Some extracts follow:
The price of biodiesel just went up. Just as everyone is clamoring for cheap fuel. Our phones are ringing off the hook, not out of interest in renewables, but from pressure from petroleum pricing. [...]
We are holding our selling price at 3.50 a gallon, and we do have some fuel on hand, but forget about making any money by selling it at that price.
Those on the edge of the industry are outraged. They mention conspiracy, and claim our suppliers are “greedy bastards,” and would love to cite their constitutional right to cheap fuel. Too bad the founding fathers left that part out. My understanding is they felt markets were an efficient way to deliver goods to those in need.
North Carolina is the fifth largest biodiesel consuming state in the country. Its state contract stipulates that the fuel sold here will come from soy. And the state contract has been awarded to World Energy in the west, and Potter Oil in the east.
We are in the middle, and tend to buy from World Energy. World Energy cannot ship non-soy based fuel into North Carolina, since most of their customers are buying on state contract. Potter Oil gets a lot of its supply from West Central Soy, who has customers on allocation right now. [...]
In those instances where biodiesel is cheaper than petroleum, it gets snapped up by the general public, rather than those dedicated to biodiesel. Construction fleets, cement makers, and transportation intensive industries of all types—the same ones who were previously afraid to let B2 touch their precious engines, are buying biodiesel to reduce their fuel costs. [...]
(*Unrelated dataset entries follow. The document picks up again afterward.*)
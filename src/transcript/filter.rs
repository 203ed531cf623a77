//! Heuristic hallucination filter.
//!
//! Each rule is independently sufficient to reject; they run in a fixed
//! order with short-circuit OR and the first match names the reject reason,
//! so tests and logs can tell the rules apart without exceptions.

use regex::Regex;
use std::sync::OnceLock;

/// Result of classifying a raw transcript.
#[derive(Debug, Clone, Copy, PartialEq, Eq)]
pub enum Verdict {
    Accept,
    Reject(RejectReason),
}

impl Verdict {
    pub fn is_accept(&self) -> bool {
        matches!(self, Verdict::Accept)
    }
}

/// Which rule fired. Labels are stable identifiers for metric lines.
#[derive(Debug, Clone, Copy, PartialEq, Eq)]
pub enum RejectReason {
    TooShort,
    NumericNoise,
    TimestampNoise,
    SymbolNoise,
    StrayCjk,
    KnownJunk,
    JunkPrefix,
    RepeatedJunk,
    LowAlphaRatio,
    LowUniqueness,
    Stutter,
    BareWord,
    ShoutingNoise,
}

impl RejectReason {
    pub fn label(&self) -> &'static str {
        match self {
            RejectReason::TooShort => "too_short",
            RejectReason::NumericNoise => "numeric_noise",
            RejectReason::TimestampNoise => "timestamp_noise",
            RejectReason::SymbolNoise => "symbol_noise",
            RejectReason::StrayCjk => "stray_cjk",
            RejectReason::KnownJunk => "known_junk",
            RejectReason::JunkPrefix => "junk_prefix",
            RejectReason::RepeatedJunk => "repeated_junk",
            RejectReason::LowAlphaRatio => "low_alpha_ratio",
            RejectReason::LowUniqueness => "low_uniqueness",
            RejectReason::Stutter => "stutter",
            RejectReason::BareWord => "bare_word",
            RejectReason::ShoutingNoise => "shouting_noise",
        }
    }
}

/// Stock phrases the backend produces from silence or noise. Exact matches
/// (case-insensitive) are junk; short entries and long entries also feed the
/// repetition rule.
const JUNK_PHRASES: &[&str] = &[
    // Numbers and decimals
    "1.1", "1.5", "2.0", "0.5", "1.0", "2.5", "3.0",
    // Symbols
    "...", "♪", "***", "---", "___", "…", "・・・",
    // Video outro phrases
    "Thank you",
    "Thanks for watching",
    "Thanks for listening",
    "Subscribe",
    "Bye",
    "See you",
    "Goodbye",
    "See you next time",
    "Please subscribe",
    "Like and subscribe",
    "Hit the bell",
    "Thank you for watching",
    "You're welcome",
    "Don't forget to",
    // Backend stock artifacts
    "I'm sorry",
    "Hmm",
    "Uh",
    "Um",
    "Huh",
    "silence",
    "music",
    "applause",
    "laughter",
    "background noise",
    "[Music]",
    "[Applause]",
    "[Laughter]",
    "(music)",
    "(applause)",
    // Bare short function words
    "you", "the", "a", "to", "is", "it", "and", "of", "in", "on",
    // Onomatopoeia
    "Shhh",
    "Shh",
    "Ssh",
    "Psst",
    "Sss",
    "Mm-hmm",
    "Uh-huh",
    "Mhm",
    "Mmm",
    "Uh huh",
    "Oh",
    "Ah",
    "Eh",
    "Ooh",
    "Aah",
    "Yeah",
    "Yep",
    "Nope",
    "Yup",
    "Nah",
    "Ha",
    "Haha",
    "Hehe",
    "Lol",
    // Attribution boilerplate
    "Transcribed by",
    "Subtitles by",
    "Translated by",
    "Copyright",
    "All rights reserved",
    "www.",
    "http",
    // Repeated sounds
    "la la la",
    "da da da",
    "na na na",
    "doo doo",
    // Breathing and ambient markers
    "breathing",
    "sighs",
    "coughs",
    "sniffs",
];

/// Sentence starters that mark the whole transcript as junk when it merely
/// begins with them.
const JUNK_PREFIXES: &[&str] = &[
    "thank you for",
    "thanks for",
    "please subscribe",
    "don't forget",
    "see you",
    "bye bye",
    "goodbye",
    "transcribed by",
    "subtitles by",
    "translated by",
];

/// Word count above which the repetition rule is skipped; common short words
/// legitimately repeat in long real speech.
const REPEAT_CHECK_MAX_WORDS: usize = 8;

fn numeric_noise_re() -> &'static Regex {
    static RE: OnceLock<Regex> = OnceLock::new();
    RE.get_or_init(|| Regex::new(r"^[\d.,%\s\-]+$").expect("numeric noise regex"))
}

// Same family as numeric noise but with stray punctuation mixed in. Checked
// after the timestamp rule so "12:34" keeps its own reason.
fn punctuated_numeric_re() -> &'static Regex {
    static RE: OnceLock<Regex> = OnceLock::new();
    RE.get_or_init(|| Regex::new(r"^[\d.,%\s\-!?:;]+$").expect("punctuated numeric regex"))
}

fn timestamp_re() -> &'static Regex {
    static RE: OnceLock<Regex> = OnceLock::new();
    RE.get_or_init(|| Regex::new(r"^[\d:\s]+$").expect("timestamp regex"))
}

fn symbol_noise_re() -> &'static Regex {
    static RE: OnceLock<Regex> = OnceLock::new();
    RE.get_or_init(|| Regex::new(r"^[♪♫♬*\-_.\s]+$").expect("symbol noise regex"))
}

fn cjk_re() -> &'static Regex {
    static RE: OnceLock<Regex> = OnceLock::new();
    RE.get_or_init(|| {
        Regex::new(r"^[\u{4e00}-\u{9fff}\u{3040}-\u{309f}\u{30a0}-\u{30ff}\u{ac00}-\u{d7af}]+$")
            .expect("cjk regex")
    })
}

/// Classify a raw transcript as real speech or a backend artifact.
pub fn classify(text: &str) -> Verdict {
    let trimmed = text.trim();
    let lower = trimmed.to_lowercase();
    let char_count = trimmed.chars().count();

    if char_count < 3 {
        return Verdict::Reject(RejectReason::TooShort);
    }
    if numeric_noise_re().is_match(trimmed) {
        return Verdict::Reject(RejectReason::NumericNoise);
    }
    if timestamp_re().is_match(trimmed) {
        return Verdict::Reject(RejectReason::TimestampNoise);
    }
    if punctuated_numeric_re().is_match(trimmed) {
        return Verdict::Reject(RejectReason::NumericNoise);
    }
    if symbol_noise_re().is_match(trimmed) {
        return Verdict::Reject(RejectReason::SymbolNoise);
    }
    if char_count <= 3 && cjk_re().is_match(trimmed) {
        return Verdict::Reject(RejectReason::StrayCjk);
    }

    if JUNK_PHRASES.iter().any(|p| p.to_lowercase() == lower) {
        return Verdict::Reject(RejectReason::KnownJunk);
    }
    if JUNK_PREFIXES.iter().any(|p| lower.starts_with(p)) {
        return Verdict::Reject(RejectReason::JunkPrefix);
    }

    let words: Vec<&str> = trimmed.split_whitespace().collect();

    if words.len() <= REPEAT_CHECK_MAX_WORDS {
        for phrase in JUNK_PHRASES {
            let phrase_lower = phrase.to_lowercase();
            if phrase.chars().count() <= 3 {
                if whole_word_count(&lower, &phrase_lower) > 2 {
                    return Verdict::Reject(RejectReason::RepeatedJunk);
                }
            } else if lower.matches(phrase_lower.as_str()).count() > 2 {
                return Verdict::Reject(RejectReason::RepeatedJunk);
            }
        }
    }

    let alpha_count = trimmed.chars().filter(|c| c.is_alphabetic()).count();
    if char_count > 5 && (alpha_count as f64) < (char_count as f64) * 0.3 {
        return Verdict::Reject(RejectReason::LowAlphaRatio);
    }

    if words.len() > 3 {
        let mut unique: Vec<String> = words.iter().map(|w| w.to_lowercase()).collect();
        unique.sort();
        unique.dedup();
        if (unique.len() as f64) < (words.len() as f64) * 0.3 {
            return Verdict::Reject(RejectReason::LowUniqueness);
        }
    }

    if words.len() >= 2 {
        let stutters = words
            .windows(2)
            .filter(|pair| pair[0].eq_ignore_ascii_case(pair[1]))
            .count();
        if stutters >= words.len() / 2 {
            return Verdict::Reject(RejectReason::Stutter);
        }
    }

    if words.len() == 1 {
        let digits: String = trimmed.chars().filter(|c| *c != '.' && *c != '%').collect();
        let purely_numeric = !digits.is_empty() && digits.chars().all(|c| c.is_ascii_digit());
        if purely_numeric || char_count < 4 {
            return Verdict::Reject(RejectReason::BareWord);
        }
    }

    if char_count < 10
        && trimmed.chars().all(|c| c.is_alphabetic())
        && trimmed.chars().all(|c| c.is_uppercase())
    {
        return Verdict::Reject(RejectReason::ShoutingNoise);
    }

    Verdict::Accept
}

fn is_word_char(c: char) -> bool {
    c.is_alphanumeric() || c == '_'
}

/// Count whole-word occurrences of `needle` in `haystack` (both lowercase).
fn whole_word_count(haystack: &str, needle: &str) -> usize {
    if needle.is_empty() {
        return 0;
    }
    let mut count = 0;
    let mut search_from = 0;
    while let Some(rel) = haystack[search_from..].find(needle) {
        let start = search_from + rel;
        let end = start + needle.len();
        let before_ok = haystack[..start].chars().next_back().map_or(true, |c| !is_word_char(c));
        let after_ok = haystack[end..].chars().next().map_or(true, |c| !is_word_char(c));
        if before_ok && after_ok {
            count += 1;
        }
        search_from = end;
    }
    count
}

#[cfg(test)]
mod tests {
    use super::*;

    fn reason(text: &str) -> Option<RejectReason> {
        match classify(text) {
            Verdict::Accept => None,
            Verdict::Reject(reason) => Some(reason),
        }
    }

    #[test]
    fn accepts_real_speech() {
        assert_eq!(reason("I went to the store today"), None);
        assert_eq!(reason("Send the report to Maria before the standup"), None);
        assert_eq!(
            reason("What time does the meeting start tomorrow"),
            None
        );
    }

    #[test]
    fn rejects_numeric_artifacts() {
        assert_eq!(reason("1.5%"), Some(RejectReason::NumericNoise));
        assert_eq!(reason("2.0, 3.0"), Some(RejectReason::NumericNoise));
    }

    #[test]
    fn rejects_timestamps_and_symbol_noise() {
        assert_eq!(reason("12:34:56"), Some(RejectReason::TimestampNoise));
        assert_eq!(reason("♪♪♪♪"), Some(RejectReason::SymbolNoise));
        assert_eq!(reason("*** ---"), Some(RejectReason::SymbolNoise));
    }

    #[test]
    fn rejects_very_short_text() {
        assert_eq!(reason(""), Some(RejectReason::TooShort));
        assert_eq!(reason("  a "), Some(RejectReason::TooShort));
    }

    #[test]
    fn rejects_stray_cjk_glyphs() {
        assert_eq!(reason("你好"), Some(RejectReason::TooShort));
        assert_eq!(reason("ありが"), Some(RejectReason::StrayCjk));
    }

    #[test]
    fn rejects_known_junk_catalogue_entries() {
        assert_eq!(reason("Thanks for watching"), Some(RejectReason::KnownJunk));
        assert_eq!(reason("thank you"), Some(RejectReason::KnownJunk));
        assert_eq!(reason("Uh-huh"), Some(RejectReason::KnownJunk));
    }

    #[test]
    fn rejects_junk_prefixes() {
        assert_eq!(
            reason("Thank you for tuning in to the channel"),
            Some(RejectReason::JunkPrefix)
        );
        assert_eq!(
            reason("Subtitles by the community"),
            Some(RejectReason::JunkPrefix)
        );
    }

    #[test]
    fn repetition_rule_only_gates_short_transcripts() {
        assert_eq!(
            reason("the the the quick fox"),
            Some(RejectReason::RepeatedJunk)
        );
        // Same words diluted into a long transcript pass the repetition gate.
        assert_eq!(
            reason("I told you and you told me that you would bring the notes to the office"),
            None
        );
    }

    #[test]
    fn rejects_symbol_and_number_soup() {
        assert_eq!(reason("a1 2# 3$ 4%"), Some(RejectReason::LowAlphaRatio));
    }

    #[test]
    fn rejects_low_uniqueness() {
        assert_eq!(
            reason("okay okay okay okay okay okay okay"),
            Some(RejectReason::LowUniqueness)
        );
    }

    #[test]
    fn rejects_stuttered_output() {
        assert_eq!(
            reason("open open the the door door"),
            Some(RejectReason::Stutter)
        );
    }

    #[test]
    fn rejects_bare_words_and_numbers() {
        // Pure digit strings already fall to the numeric rule; the bare-word
        // rule catches short lone words.
        assert_eq!(reason("4711"), Some(RejectReason::NumericNoise));
        assert_eq!(reason("hey"), Some(RejectReason::BareWord));
        assert_eq!(reason("hrm"), Some(RejectReason::BareWord));
    }

    #[test]
    fn rejects_short_all_caps_noise() {
        assert_eq!(reason("WHOA"), Some(RejectReason::ShoutingNoise));
        assert_eq!(reason("ATTENTION PASSENGERS"), None);
    }

    #[test]
    fn labels_are_stable() {
        assert_eq!(RejectReason::KnownJunk.label(), "known_junk");
        assert_eq!(RejectReason::Stutter.label(), "stutter");
    }
}
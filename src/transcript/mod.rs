//! Transcript classification.
//!
//! STT backends reliably emit fixed junk phrases when fed silence or noise;
//! the filter here rejects those before normalization sees them.

mod filter;

pub use filter::{classify, RejectReason, Verdict};
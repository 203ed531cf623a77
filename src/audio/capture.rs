//! Push-to-talk capture state machine.
//!
//! Drives a microphone chunk stream into a single bounded recording: an
//! unconditional minimum before the release key is even consulted, a short
//! tail after release so trailing words survive, and a hard duration cap.

use super::meter::peak_level;
use super::source::{ChunkError, ChunkSource};
use super::wav::RecordedAudio;
use super::LiveLevel;
use crate::log_debug;
use anyhow::{anyhow, Result};
use std::sync::atomic::{AtomicBool, Ordering};
use std::sync::Arc;

/// Capture thresholds expressed as chunk counts, derived from the ms-valued
/// config at startup.
#[derive(Debug, Clone)]
pub struct CaptureConfig {
    pub sample_rate: u32,
    pub channels: u16,
    pub chunk_samples: usize,
    /// Hard floor: release is ignored until this many chunks are buffered.
    pub min_record_chunks: u64,
    /// Chunks kept after the release signal is first observed.
    pub tail_chunks: u64,
    /// Hard ceiling regardless of release.
    pub max_chunks: u64,
    /// Captures shorter than this are discarded as accidental taps.
    pub min_useful_chunks: u64,
}

impl CaptureConfig {
    pub fn chunk_ms(&self) -> u64 {
        (self.chunk_samples as u64 * 1000) / u64::from(self.sample_rate.max(1))
    }
}

impl Default for CaptureConfig {
    fn default() -> Self {
        // 0.5 s floor / 0.3 s tail / 120 s cap / 0.3 s useful floor at
        // 16 kHz mono with 1024-sample chunks.
        Self {
            sample_rate: super::DEFAULT_RATE,
            channels: 1,
            chunk_samples: super::DEFAULT_CHUNK_SAMPLES,
            min_record_chunks: 7,
            tail_chunks: 4,
            max_chunks: 1875,
            min_useful_chunks: 4,
        }
    }
}

/// Why the capture loop stopped reading chunks.
#[derive(Debug, Clone, Copy, PartialEq, Eq)]
pub enum StopReason {
    /// Release observed and the tail countdown ran out.
    TailComplete,
    /// Hard cap hit before (or regardless of) release.
    MaxChunks,
}

impl StopReason {
    pub fn label(&self) -> &'static str {
        match self {
            StopReason::TailComplete => "tail_complete",
            StopReason::MaxChunks => "max_chunks",
        }
    }
}

/// Per-session counters for diagnostics and metric lines.
#[derive(Debug, Clone, PartialEq, Eq)]
pub struct CaptureMetrics {
    pub total_chunks: u64,
    pub capture_ms: u64,
    pub peak: i16,
    pub stop_reason: StopReason,
}

impl Default for CaptureMetrics {
    fn default() -> Self {
        Self {
            total_chunks: 0,
            capture_ms: 0,
            peak: 0,
            stop_reason: StopReason::MaxChunks,
        }
    }
}

/// Caller-facing result of a capture session.
///
/// A too-short capture is the normal outcome of an accidental tap, not an
/// error, so it gets its own variant instead of an `Err`.
#[derive(Debug)]
pub enum CaptureOutcome {
    Captured(RecordedAudio, CaptureMetrics),
    NoAudio(CaptureMetrics),
}

/// Explicit capture phase. `Draining` carries the tail countdown armed when
/// the release signal was first observed.
#[derive(Debug, Clone, Copy, PartialEq, Eq)]
pub enum CapturePhase {
    Recording,
    Draining { tail_remaining: u64 },
}

/// Transition function of the capture state machine, separated from real
/// audio hardware so the min/tail/max interaction is testable on its own.
pub(super) struct CaptureState<'a> {
    cfg: &'a CaptureConfig,
    phase: CapturePhase,
    total_chunks: u64,
}

impl<'a> CaptureState<'a> {
    pub(super) fn new(cfg: &'a CaptureConfig) -> Self {
        Self {
            cfg,
            phase: CapturePhase::Recording,
            total_chunks: 0,
        }
    }

    #[cfg(test)]
    pub(crate) fn for_testing(cfg: &'a CaptureConfig) -> Self {
        Self::new(cfg)
    }

    /// Account for one buffered chunk and decide whether to stop.
    ///
    /// Ordering matters:
    /// 1. The hard cap wins over everything, including an armed tail.
    /// 2. Below the record floor the release signal is not consulted at all.
    /// 3. The chunk on which release is first observed already counts against
    ///    the tail, so `tail_chunks == 1` stops on that same chunk.
    pub(super) fn on_chunk(&mut self, released: bool) -> Option<StopReason> {
        self.total_chunks += 1;

        if self.total_chunks >= self.cfg.max_chunks {
            return Some(StopReason::MaxChunks);
        }
        if self.total_chunks < self.cfg.min_record_chunks {
            return None;
        }

        if released && matches!(self.phase, CapturePhase::Recording) {
            self.phase = CapturePhase::Draining {
                tail_remaining: self.cfg.tail_chunks,
            };
        }

        if let CapturePhase::Draining { tail_remaining } = self.phase {
            let remaining = tail_remaining.saturating_sub(1);
            if remaining == 0 {
                return Some(StopReason::TailComplete);
            }
            self.phase = CapturePhase::Draining {
                tail_remaining: remaining,
            };
        }
        None
    }

    pub(super) fn phase(&self) -> CapturePhase {
        self.phase
    }

    pub(super) fn total_chunks(&self) -> u64 {
        self.total_chunks
    }
}

/// Drive `source` until the state machine stops, then either materialize the
/// buffered audio or discard it as too short.
///
/// Transient read failures (driver overflow) skip the chunk and retry; a
/// closed source aborts the session with an error. The release flag is set by
/// the hotkey thread and only observed here.
pub fn run(
    source: &mut dyn ChunkSource,
    cfg: &CaptureConfig,
    release: Arc<AtomicBool>,
    level: Option<LiveLevel>,
) -> Result<CaptureOutcome> {
    let mut state = CaptureState::new(cfg);
    let mut samples: Vec<i16> =
        Vec::with_capacity(cfg.chunk_samples.saturating_mul(cfg.min_record_chunks as usize));
    let mut metrics = CaptureMetrics::default();
    let mut skipped = 0u64;

    let stop_reason = loop {
        let chunk = match source.read_chunk() {
            Ok(chunk) => chunk,
            Err(ChunkError::Transient) => {
                skipped += 1;
                continue;
            }
            Err(ChunkError::Closed) => {
                return Err(anyhow!("audio source closed mid-capture"));
            }
        };

        let peak = peak_level(&chunk);
        metrics.peak = metrics.peak.max(peak);
        if let Some(ref level) = level {
            level.set_peak(peak);
        }
        samples.extend_from_slice(&chunk);

        if let Some(reason) = state.on_chunk(release.load(Ordering::Relaxed)) {
            break reason;
        }
    };

    if let Some(ref level) = level {
        level.set_peak(0);
    }

    metrics.total_chunks = state.total_chunks();
    metrics.capture_ms = state.total_chunks() * cfg.chunk_ms();
    metrics.stop_reason = stop_reason;
    if skipped > 0 {
        log_debug(&format!("capture: skipped {skipped} transient chunk reads"));
    }

    if metrics.total_chunks < cfg.min_useful_chunks {
        return Ok(CaptureOutcome::NoAudio(metrics));
    }

    let audio = RecordedAudio::new(samples, cfg.sample_rate, cfg.channels);
    Ok(CaptureOutcome::Captured(audio, metrics))
}
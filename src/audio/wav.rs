//! Captured PCM and its WAV materialization.
//!
//! The STT boundary is a file path, so a finished capture becomes a 16-bit
//! PCM WAV in the temp directory.

use anyhow::{Context, Result};
use hound::{SampleFormat, WavSpec, WavWriter};
use std::env;
use std::path::{Path, PathBuf};
use std::time::{SystemTime, UNIX_EPOCH};

/// A finished capture: signed 16-bit samples plus the format metadata the
/// WAV header needs.
#[derive(Debug, Clone)]
pub struct RecordedAudio {
    samples: Vec<i16>,
    sample_rate: u32,
    channels: u16,
}

impl RecordedAudio {
    pub fn new(samples: Vec<i16>, sample_rate: u32, channels: u16) -> Self {
        Self {
            samples,
            sample_rate,
            channels,
        }
    }

    pub fn samples(&self) -> &[i16] {
        &self.samples
    }

    pub fn sample_rate(&self) -> u32 {
        self.sample_rate
    }

    pub fn channels(&self) -> u16 {
        self.channels
    }

    pub fn duration_ms(&self) -> u64 {
        let frames = self.samples.len() as u64 / u64::from(self.channels.max(1));
        frames * 1000 / u64::from(self.sample_rate.max(1))
    }

    /// Write a 16-bit PCM WAV at `path`.
    pub fn write_wav(&self, path: &Path) -> Result<()> {
        let spec = WavSpec {
            channels: self.channels,
            sample_rate: self.sample_rate,
            bits_per_sample: 16,
            sample_format: SampleFormat::Int,
        };
        let mut writer = WavWriter::create(path, spec)
            .with_context(|| format!("failed to create wav at {}", path.display()))?;
        for sample in &self.samples {
            writer.write_sample(*sample)?;
        }
        writer.finalize().context("failed to finalize wav")?;
        Ok(())
    }

    /// Materialize in the temp directory and return the path. The caller
    /// removes the file once the backend is done with it.
    pub fn into_temp_wav(self) -> Result<PathBuf> {
        let stamp = SystemTime::now()
            .duration_since(UNIX_EPOCH)
            .unwrap_or_default()
            .as_nanos();
        let path = env::temp_dir().join(format!("voxkey_capture_{stamp}.wav"));
        self.write_wav(&path)?;
        Ok(path)
    }
}
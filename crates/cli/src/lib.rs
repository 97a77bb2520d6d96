//! CLI utilities for the hooksign tools
//!
//! Provides shared CLI functionality:
//! - Status messages
//! - Error reports in text or JSON
//! - Human-readable ages and counts

#![warn(missing_docs)]

pub mod output;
All of which doesn’t fundamentally answer the question of when will the price of biodiesel fall? Simple: when there is a surplus.
Biodiesel pricing will come down when petroleum demand eases (if it ever does). Or when the production capacity in this country increases. Before people freak out about their God-given right to cheap fuel, they need to realize that this is how the industry is birthed. One of the reasons Europe has a biodiesel industry, while ours is merely fledgling, is that governments there used policy levers to make biodiesel more economical than petroleum.
And as for production capacity? We are working on it.